Elsie Caroline Krummeck | |
Other Names: | Elsie Krummeck Crawford |
Birth Date: | December 5, 1913 |
Birth Place: | New York, New York |
Death Place: | Los Angeles, California |
Field: | Painter |
Spouse: | Victor Gruen, Neil Crawford |
Alma Mater: | Parsons School of Design |
Elsie Caroline Krummeck (1913–1999) was American artist and industrial designer.[1]
Krummeck was born on December 5, 1913, in New York City.[2] She attended the Parsons School of Design. She began her career by designing exhibitions for the 1939 New York World's Fair.[3] In 1940 she married the architect Victor Gruen with whom she had two children.[4] The couple created the firm Gruen & Krummeck.[5] In New York the firm worked on creating specialty shops including Barton's Bonbonniere on Broadway.[3]
The firm relocated to Los Angeles, California.[6] There they worked on a number of commercial projects including the designing buildings for Grayson Clothing, R. H. Macy & Co., Joseph Magnin, and Milliron's.[7] Krummeck and Gruen divorced in 1951 and their firm dissolved around the same time.[8]
Krummeck career focused on planters, outdoor sculpture and street furniture in the L.A. Modernist style.[9] She had an association with the Architectural Fiberglass company that produced some of her designs.[10]

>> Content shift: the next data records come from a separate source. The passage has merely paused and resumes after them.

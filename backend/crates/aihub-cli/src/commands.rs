use crate::session_commands::SessionCommands;

use clap::Subcommand;

#[derive(Subcommand, Debug)]
pub enum Commands {
    /// Create an account
    Register {
        username: String,
        password: String,
    },

    /// Sign in and remember the user locally
    Login {
        username: String,
        password: String,
    },

    /// Forget the signed-in user
    Logout,

    /// Show the signed-in user
    Whoami,

    /// Session list operations
    Session {
        #[command(subcommand)]
        action: SessionCommands,
    },
}
mod client_config;
mod config;
mod error;
mod log_level;
pub mod logger;
mod logging_config;
mod server_config;
mod storage_config;

#[cfg(test)]
mod tests;

pub use client_config::ClientConfig;
pub use config::Config;
pub use error::{ConfigError, ConfigErrorResult};
pub use log_level::LogLevel;
pub use logger::LogSink;
pub use logging_config::LoggingConfig;
pub use server_config::ServerConfig;
pub use storage_config::StorageConfig;

const CONFIG_DIR_ENV: &str = "AIHUB_CONFIG_DIR";
const DEFAULT_CONFIG_DIRNAME: &str = ".aihub";
const CONFIG_FILENAME: &str = "config.toml";

const DEFAULT_BASE_URL: &str = "http://127.0.0.1:8000";
const DEFAULT_REQUEST_TIMEOUT_SECS: u64 = 0;
const MAX_REQUEST_TIMEOUT_SECS: u64 = 3600;

const DEFAULT_STORAGE_FILENAME: &str = "storage.json";

const DEFAULT_HOST: &str = "127.0.0.1";
const DEFAULT_PORT: u16 = 8000;
const MIN_PORT: u16 = 1024;
const DEFAULT_USERS_FILENAME: &str = "users.json";

const DEFAULT_LOG_LEVEL_STRING: &str = "info";
const DEFAULT_LOG_LEVEL: log::LevelFilter = log::LevelFilter::Info;
const DEFAULT_LOG_COLORED: bool = true;
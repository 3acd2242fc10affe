use aihub_config::LogSink;
use aihub_server::{AppState, UserStore, build_router};

use std::error::Error;

use log::{error, info};
use tokio::net::TcpListener;

#[tokio::main]
async fn main() -> Result<(), Box<dyn Error>> {
    dotenvy::dotenv().ok();

    // Load and validate configuration
    let config = aihub_config::Config::load()?;
    config.validate()?;

    // Initialize logger (before any other logging)
    config.init_logger(LogSink::Stdout)?;

    info!("Starting aihub-server v{}", env!("CARGO_PKG_VERSION"));
    config.log_summary();

    let users_path = config.users_path()?;
    info!("User registry: {}", users_path.display());

    let app = build_router(AppState::new(UserStore::new(users_path)));

    // Create TCP listener
    let listener = TcpListener::bind(config.bind_addr()).await?;

    // Get actual bound address (important when port is 0 / auto-assigned)
    let actual_addr = listener.local_addr()?;
    info!("Server listening on {}", actual_addr);

    axum::serve(listener, app)
        .with_graceful_shutdown(async {
            match tokio::signal::ctrl_c().await {
                Ok(()) => info!("Received SIGINT (Ctrl+C), shutting down"),
                Err(e) => {
                    // Without a signal handler, run until killed
                    error!("Failed to listen for SIGINT: {}", e);
                    std::future::pending::<()>().await
                }
            }
        })
        .await?;

    info!("Graceful shutdown complete");
    Ok(())
}
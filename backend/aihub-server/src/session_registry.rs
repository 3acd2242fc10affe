use std::collections::HashMap;

use tokio::sync::RwLock;

/// In-memory `username -> session ids` mapping, in insertion order.
#[derive(Debug, Default)]
pub struct SessionRegistry {
    sessions: RwLock<HashMap<String, Vec<String>>>,
}

impl SessionRegistry {
    pub fn new() -> Self {
        Self::default()
    }

    /// Idempotent: adding a known id leaves the list unchanged.
    pub async fn add(&self, username: &str, session_id: &str) {
        let mut sessions = self.sessions.write().await;
        let ids = sessions.entry(username.to_string()).or_default();
        if !ids.iter().any(|id| id == session_id) {
            ids.push(session_id.to_string());
        }
    }

    /// Idempotent: removing an unknown id is a no-op.
    pub async fn remove(&self, username: &str, session_id: &str) {
        let mut sessions = self.sessions.write().await;
        if let Some(ids) = sessions.get_mut(username) {
            ids.retain(|id| id != session_id);
            if ids.is_empty() {
                sessions.remove(username);
            }
        }
    }

    pub async fn list(&self, username: &str) -> Vec<String> {
        self.sessions
            .read()
            .await
            .get(username)
            .cloned()
            .unwrap_or_default()
    }
}
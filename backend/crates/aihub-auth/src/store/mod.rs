//! Key-value persistence for client-side state.

pub(crate) mod error;
pub(crate) mod file_store;
pub(crate) mod memory_store;

pub use error::{Result as StoreErrorResult, StoreError};
pub use file_store::FileStore;
pub use memory_store::MemoryStore;

/// A string key-value store with explicit get/set/clear capability.
///
/// The session client owns its store exclusively; nothing else is expected
/// to write the keys it uses.
pub trait KeyValueStore: Send + Sync {
    fn get(&self, key: &str) -> StoreErrorResult<Option<String>>;

    fn set(&self, key: &str, value: &str) -> StoreErrorResult<()>;

    /// Remove `key`. Removing a missing key is not an error.
    fn clear(&self, key: &str) -> StoreErrorResult<()>;
}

In 1958 she married the architect Herbert Neil Crawford. They divorced in 1972.[11]
Krummeck died On May 29, 1999, in Los Angeles.[2] [3]
Krummeck's work was exhibited in the 1951 show Good Design at the Museum of Modern Art.[12] Her work was also included in the 1994 show Goddess in the Details--Product Design by Women at the Pratt Institute and the 1998 exhibition L.A. Modern & Beyond at the Pacific Design Center.[3]
Several of her pieces are in the Los Angeles County Museum of Art[13] and the Museum of the Art Institute of Chicago.[14]